My story is much like many of those millions across the United States, each of whom has their own struggles with different forms of mental illness. Some are severe, some are mild, and some exist somewhere on the spectrum in between.
But to hear politicians speeches following an act of mass violence like the shooting in Las Vegas that made headlines across the world last week, you’d think we were all a hair trigger away from snapping and taking down a mall full of people. “Mental health reform,” Paul Ryan declares from his podium following any mass shooting, “is a critical ingredient to making sure that we can try and prevent some of these things from happening.”
As poignant as these calls to action may be, and as sensible as they sound to people untouched by mental illness, they often do more harm than good. Setting aside the fact that the current Republican budget would actually gut resources for mental health, and that in fact, Republicans under Reagan dismantled any semblance of a functioning mental health system, such calls ignore the reality of the relationship between violence and mental health. Namely, people who suffer mental illnesses are more likely to be the victim of a violent crime than to commit said crime.
The impulse is understandable: Surely, a person who could stockpile 33 weapons and fire into a crowd of people must be insane. They’d have to be, to do that. But the fact of the matter remains: Stephan Paddock, the Las Vegas shooter, did not have a diagnosed mental illness. The Pulse nightclub shooter, Omar Mateen, likewise did not have a diagnosed mental illness. According to a paper published in 2015 in the American Journal of Public Health, only 5 percent of people who committed gun violence between 2001 to 2010 actually had a mental disorder or illness.
But statistics haven’t stopped the narrative from barreling forward.
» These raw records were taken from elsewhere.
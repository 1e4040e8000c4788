// Copyright (c) 2026 100monkeys.ai
// SPDX-License-Identifier: AGPL-3.0

//! Disruptions, decisions, session states, and the audit record.
//!
//! A `DisruptionEvent` is derived exactly once from an `Event` that
//! intersects a route corridor and is consumed exactly once by that route's
//! decision session; a repeat occurrence is a new instance. Audit records
//! are append-only and never rewritten.

use chrono::{DateTime, Utc};
use serde::{Deserialize, Serialize};
use sha2::{Digest, Sha256};
use uuid::Uuid;

use super::action::Action;
use super::event::{Event, EventId};
use super::route::{RouteId, ShipmentId};

#[derive(Debug, Clone, Copy, PartialEq, Eq, Hash, Serialize, Deserialize)]
pub struct DisruptionId(pub Uuid);

impl DisruptionId {
    pub fn new() -> Self {
        Self(Uuid::new_v4())
    }
}

impl Default for DisruptionId {
    fn default() -> Self {
        Self::new()
    }
}

/// An event that intersects a monitored route's corridor, scored against the
/// shipments currently on that route.
#[derive(Debug, Clone, Serialize, Deserialize)]
pub struct DisruptionEvent {
    pub id: DisruptionId,
    pub event: Event,
    pub route_id: RouteId,
    pub shipment_ids: Vec<ShipmentId>,
    /// Highest risk score over the affected shipments, 0–100.
    pub risk_score: f64,
    pub detected_at: DateTime<Utc>,
}

impl DisruptionEvent {
    pub fn new(
        event: Event,
        route_id: RouteId,
        shipment_ids: Vec<ShipmentId>,
        risk_score: f64,
    ) -> Self {
        Self {
            id: DisruptionId::new(),
            event,
            route_id,
            shipment_ids,
            risk_score,
            detected_at: Utc::now(),
        }
    }

    /// Stable hash of the inputs that produced this disruption, carried in
    /// the audit record so a trail entry can be tied back to its exact input.
    pub fn input_hash(&self) -> String {
        let mut hasher = Sha256::new();
        hasher.update(self.event.id.as_str().as_bytes());
        hasher.update([0x1f]);
        hasher.update(self.route_id.to_string().as_bytes());
        hasher.update([0x1f]);
        hasher.update(self.risk_score.to_bits().to_be_bytes());
        hasher
            .finalize()
            .iter()
            .map(|b| format!("{b:02x}"))
            .collect()
    }
}

/// Decision engine session states. The cycle is fixed:
/// Observe → Retrieve → Analyze → Decide → Act → Log → Observe.
#[derive(Debug, Clone, Copy, PartialEq, Eq, Serialize, Deserialize)]
#[serde(rename_all = "snake_case")]
pub enum SessionState {
    Observe,
    Retrieve,
    Analyze,
    Decide,
    Act,
    Log,
}

impl SessionState {
    /// The single legal successor of each state. The cycle's shape lives
    /// here so suppression and termination behavior are testable in
    /// isolation from the session runtime.
    pub fn next(self) -> SessionState {
        match self {
            SessionState::Observe => SessionState::Retrieve,
            SessionState::Retrieve => SessionState::Analyze,
            SessionState::Analyze => SessionState::Decide,
            SessionState::Decide => SessionState::Act,
            SessionState::Act => SessionState::Log,
            SessionState::Log => SessionState::Observe,
        }
    }

    pub fn as_str(&self) -> &'static str {
        match self {
            SessionState::Observe => "observe",
            SessionState::Retrieve => "retrieve",
            SessionState::Analyze => "analyze",
            SessionState::Decide => "decide",
            SessionState::Act => "act",
            SessionState::Log => "log",
        }
    }
}

/// Why the safety gate refused an action.
#[derive(Debug, Clone, Copy, PartialEq, Eq, Serialize, Deserialize)]
#[serde(rename_all = "snake_case")]
pub enum BlockReason {
    LowConfidence,
    RateLimited,
}

/// The output of the DECIDE stage. Immutable once produced.
#[derive(Debug, Clone, Serialize, Deserialize)]
pub struct Decision {
    pub disruption_event_id: DisruptionId,
    pub assessment: String,
    /// In [0, 1]. Below the confidence gate threshold no action executes.
    pub confidence: f64,
    /// `None` means "no action".
    pub chosen_action: Option<Action>,
}

/// Terminal outcome of one pass through the cycle, as recorded in the trail.
#[derive(Debug, Clone, PartialEq, Eq, Serialize, Deserialize)]
#[serde(tag = "outcome", rename_all = "snake_case")]
pub enum AuditOutcome {
    /// Action permitted and the dispatcher reported success.
    Executed,
    /// Action permitted but dispatch failed or timed out.
    Failed { reason: String },
    /// Safety gate refused the action.
    Blocked { reason: BlockReason },
    /// Arrived during cooldown; coalesced without re-analysis.
    Suppressed,
    /// The decision chose no action.
    NoAction,
}

impl AuditOutcome {
    pub fn as_str(&self) -> &'static str {
        match self {
            AuditOutcome::Executed => "executed",
            AuditOutcome::Failed { .. } => "failed",
            AuditOutcome::Blocked { .. } => "blocked",
            AuditOutcome::Suppressed => "suppressed",
            AuditOutcome::NoAction => "no_action",
        }
    }
}

/// One immutable line of the audit trail. `sequence` is assigned by the sink
/// at append time and equals insertion order.
#[derive(Debug, Clone, Serialize, Deserialize)]
pub struct AuditRecord {
    pub sequence: u64,
    pub event_id: EventId,
    pub route_id: RouteId,
    pub input_hash: String,
    pub reasoning_trace: Vec<String>,
    /// `None` only for suppressed occurrences, which are not re-decided.
    pub decision: Option<Decision>,
    pub outcome: AuditOutcome,
    pub timestamp: DateTime<Utc>,
}

impl AuditRecord {
    pub fn new(
        event_id: EventId,
        route_id: RouteId,
        input_hash: String,
        reasoning_trace: Vec<String>,
        decision: Option<Decision>,
        outcome: AuditOutcome,
    ) -> Self {
        Self {
            sequence: 0,
            event_id,
            route_id,
            input_hash,
            reasoning_trace,
            decision,
            outcome,
            timestamp: Utc::now(),
        }
    }
}

#[cfg(test)]
mod tests {
    use super::*;
    use crate::domain::event::{EventCategory, SourceKind};

    fn event() -> Event {
        Event {
            id: EventId("abc123".into()),
            source_kind: SourceKind::News,
            category: EventCategory::PortStrike,
            location: None,
            location_name: Some("Rotterdam".into()),
            summary: "Port strike at Rotterdam".into(),
            timestamp: Utc::now(),
            raw_severity: 7,
        }
    }

    #[test]
    fn test_cycle_returns_to_observe() {
        let mut state = SessionState::Observe;
        for _ in 0..6 {
            state = state.next();
        }
        assert_eq!(state, SessionState::Observe);
    }

    #[test]
    fn test_cycle_order() {
        assert_eq!(SessionState::Observe.next(), SessionState::Retrieve);
        assert_eq!(SessionState::Retrieve.next(), SessionState::Analyze);
        assert_eq!(SessionState::Analyze.next(), SessionState::Decide);
        assert_eq!(SessionState::Decide.next(), SessionState::Act);
        assert_eq!(SessionState::Act.next(), SessionState::Log);
        assert_eq!(SessionState::Log.next(), SessionState::Observe);
    }

    #[test]
    fn test_input_hash_is_stable_and_input_sensitive() {
        let route = RouteId::new();
        let d1 = DisruptionEvent::new(event(), route, vec![], 72.0);
        let d2 = DisruptionEvent::new(event(), route, vec![], 72.0);
        let d3 = DisruptionEvent::new(event(), route, vec![], 55.0);

        assert_eq!(d1.input_hash(), d2.input_hash());
        assert_ne!(d1.input_hash(), d3.input_hash());
    }
}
Ever since new broke that the 2009 Fort Hood shooter was under evaluation for PTSD, people have spun a tale that veterans with PTSD are just a hair-trigger away from becoming a monstrous mass shooter. But such narratives neglect to point out that veterans are far more likely to turn their weapons upon themselves because of their PTSD.
The desire to pathologize violence allows a bit of comfort to people afraid to talk to about real, ongoing, societal problems with America’s obsession with guns. If mass shootings are merely a pathology, a symptom of a mental illness or a psychotic break, then we can prevent them by diagnosing and stopping the mentally ill, and we don’t actually have to seriously consider gun control.
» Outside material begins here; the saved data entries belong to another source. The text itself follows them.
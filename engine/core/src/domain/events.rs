// Copyright (c) 2026 100monkeys.ai
// SPDX-License-Identifier: AGPL-3.0

//! Engine lifecycle events published to the telemetry bus.
//! Delivery is best-effort observability; nothing in the decision path
//! depends on these being received.

use chrono::{DateTime, Utc};
use serde::{Deserialize, Serialize};

use super::disruption::SessionState;
use super::event::EventId;
use super::route::{RouteId, ShipmentId};

#[derive(Debug, Clone, Serialize, Deserialize)]
#[serde(tag = "type", rename_all = "snake_case")]
pub enum EngineEvent {
    /// A route was activated for monitoring
    RouteActivated {
        route_id: RouteId,
        waypoint_count: usize,
        corridor_radius_km: f64,
        timestamp: DateTime<Utc>,
    },

    /// Monitoring was stopped and the session torn down
    RouteDeactivated {
        route_id: RouteId,
        timestamp: DateTime<Utc>,
    },

    /// An event intersected a corridor and was queued for a session
    DisruptionDetected {
        route_id: RouteId,
        event_id: EventId,
        risk_score: f64,
        shipment_ids: Vec<ShipmentId>,
        timestamp: DateTime<Utc>,
    },

    /// A session moved between states of the decision cycle
    SessionTransition {
        route_id: RouteId,
        event_id: Option<EventId>,
        from: SessionState,
        to: SessionState,
        timestamp: DateTime<Utc>,
    },

    /// The DECIDE stage produced a decision
    DecisionMade {
        route_id: RouteId,
        event_id: EventId,
        confidence: f64,
        action: Option<String>,
        timestamp: DateTime<Utc>,
    },

    /// Terminal outcome of one pass through the cycle
    OutcomeRecorded {
        route_id: RouteId,
        event_id: EventId,
        outcome: String,
        audit_sequence: u64,
        timestamp: DateTime<Utc>,
    },

    /// A disruption arrived during cooldown and was coalesced
    DisruptionSuppressed {
        route_id: RouteId,
        event_id: EventId,
        cooldown_until: DateTime<Utc>,
        timestamp: DateTime<Utc>,
    },
}

impl EngineEvent {
    pub fn timestamp(&self) -> DateTime<Utc> {
        match self {
            EngineEvent::RouteActivated { timestamp, .. } => *timestamp,
            EngineEvent::RouteDeactivated { timestamp, .. } => *timestamp,
            EngineEvent::DisruptionDetected { timestamp, .. } => *timestamp,
            EngineEvent::SessionTransition { timestamp, .. } => *timestamp,
            EngineEvent::DecisionMade { timestamp, .. } => *timestamp,
            EngineEvent::OutcomeRecorded { timestamp, .. } => *timestamp,
            EngineEvent::DisruptionSuppressed { timestamp, .. } => *timestamp,
        }
    }

    pub fn event_type(&self) -> &'static str {
        match self {
            EngineEvent::RouteActivated { .. } => "route_activated",
            EngineEvent::RouteDeactivated { .. } => "route_deactivated",
            EngineEvent::DisruptionDetected { .. } => "disruption_detected",
            EngineEvent::SessionTransition { .. } => "session_transition",
            EngineEvent::DecisionMade { .. } => "decision_made",
            EngineEvent::OutcomeRecorded { .. } => "outcome_recorded",
            EngineEvent::DisruptionSuppressed { .. } => "disruption_suppressed",
        }
    }
}

#[cfg(test)]
mod tests {
    use super::*;

    #[test]
    fn test_event_serialization_round_trip() {
        let event = EngineEvent::SessionTransition {
            route_id: RouteId::new(),
            event_id: None,
            from: SessionState::Observe,
            to: SessionState::Retrieve,
            timestamp: Utc::now(),
        };

        let json = serde_json::to_string(&event).unwrap();
        let deserialized: EngineEvent = serde_json::from_str(&json).unwrap();
        assert_eq!(event.event_type(), deserialized.event_type());
        assert!(json.contains("\"session_transition\""));
    }
}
But mental health reform would not have stopped Stephen Paddock. It would not have stopped Omar Mateen. Indeed, it would not have stopped Adam Lanza or Dylann Roof, whose easy access to guns without background checks allowed them to murder children and parishioners at Bible study. It would not have stopped these white men from abusing their significant others—a much more common feature amongst mass shooters than mental illness. It would not have stopped their access to semi-automatic rifles that were easily modified into functioning as fully automatic weapons.
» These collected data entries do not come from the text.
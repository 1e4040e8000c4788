// Copyright (c) 2026 100monkeys.ai
// SPDX-License-Identifier: AGPL-3.0
//! # Decision Session — the per-route cyclic state machine
//!
//! One session per monitored route, exclusively owning its cooldown and
//! counters. Disruptions for the same session are serialized through a
//! bounded queue; sessions for different routes run concurrently without
//! coordination.
//!
//! ## Cycle
//! | State | Work |
//! |-------|------|
//! | RETRIEVE | context query scoped to the route |
//! | ANALYZE | reasoning strategy (with deterministic fallback) |
//! | DECIDE | policy → suggestions + chosen action |
//! | ACT | safety gate, then dispatch with timeout + bounded retries |
//! | LOG | audit append (retry with backoff; poison action path on failure) |
//!
//! Entering ACT records the cooldown expiry regardless of outcome.
//! Disruptions arriving before expiry are coalesced: they skip analysis and
//! go straight to LOG with outcome `Suppressed`, preserving the trail.

use chrono::{DateTime, Duration as ChronoDuration, Utc};
use std::sync::atomic::{AtomicBool, Ordering};
use std::sync::Arc;
use tokio::sync::mpsc;
use tokio_util::sync::CancellationToken;
use tracing::{debug, error, info, warn};

use crate::application::metrics::DetectionMetrics;
use crate::application::policy::{choose_action, rank_suggestions};
use crate::application::risk;
use crate::application::safety::{Authorization, SafetyGate};
use crate::domain::action::{Action, ActionDispatcher, ActionError};
use crate::domain::config::SessionConfig;
use crate::domain::disruption::{
    AuditOutcome, AuditRecord, Decision, DisruptionEvent, SessionState,
};
use crate::domain::events::EngineEvent;
use crate::domain::reasoning::{Assessment, Recommendation, ReasoningStrategy};
use crate::domain::route::{RouteId, Shipment, ShipmentId};
use crate::infrastructure::audit::{AuditError, AuditSink};
use crate::infrastructure::telemetry::TelemetryBus;
use aegis_sentinel_context::{ContextQuery, ContextStore, ScoredEntry};

const AUDIT_APPEND_ATTEMPTS: u32 = 3;
const AUDIT_BACKOFF_MS: u64 = 50;
const DISPATCH_BACKOFF_MS: u64 = 100;

/// Everything a session needs, shared across sessions.
#[derive(Clone)]
pub struct SessionDeps {
    pub context: Arc<dyn ContextStore>,
    pub reasoning: Arc<dyn ReasoningStrategy>,
    pub safety: Arc<SafetyGate>,
    pub dispatcher: Arc<dyn ActionDispatcher>,
    pub audit: Arc<dyn AuditSink>,
    pub telemetry: TelemetryBus,
    pub detection: Arc<DetectionMetrics>,
    pub shipments: Arc<dashmap::DashMap<ShipmentId, Shipment>>,
    /// Set when the audit trail is persistently failing; halts new action
    /// execution engine-wide (safety over availability).
    pub audit_poisoned: Arc<AtomicBool>,
}

pub struct DecisionSession {
    route_id: RouteId,
    config: SessionConfig,
    deps: SessionDeps,
    state: SessionState,
    cooldown_until: Option<DateTime<Utc>>,
    last_action_at: Option<DateTime<Utc>>,
    actions_taken: u64,
}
Mental health reform, while crucial to America’s continued development as a country and as a society, is only ever discussed when we need an excuse to ignore and push aside mass violence. “He must be crazy,” we shrug as we stroll into a WalMart where high-powered hunting rifles and handguns are on display. “No sane person would do that,” we comment as we watch our friend’s open their gun cabinet with ten different hunting rifles. “We need to stop crazy people before they take it out on all of us,” we tweet quietly while a handgun sits in our bedside drawer.
The pathology here is not that mass shooters are violent and therefore, somehow, mentally ill, but that we so readily accept these events as part of the cost of living life as Americans. Perhaps the sickness is not with common mental health issues, but with a uniquely American obsession with bigger and deadlier weapons available at the corner store.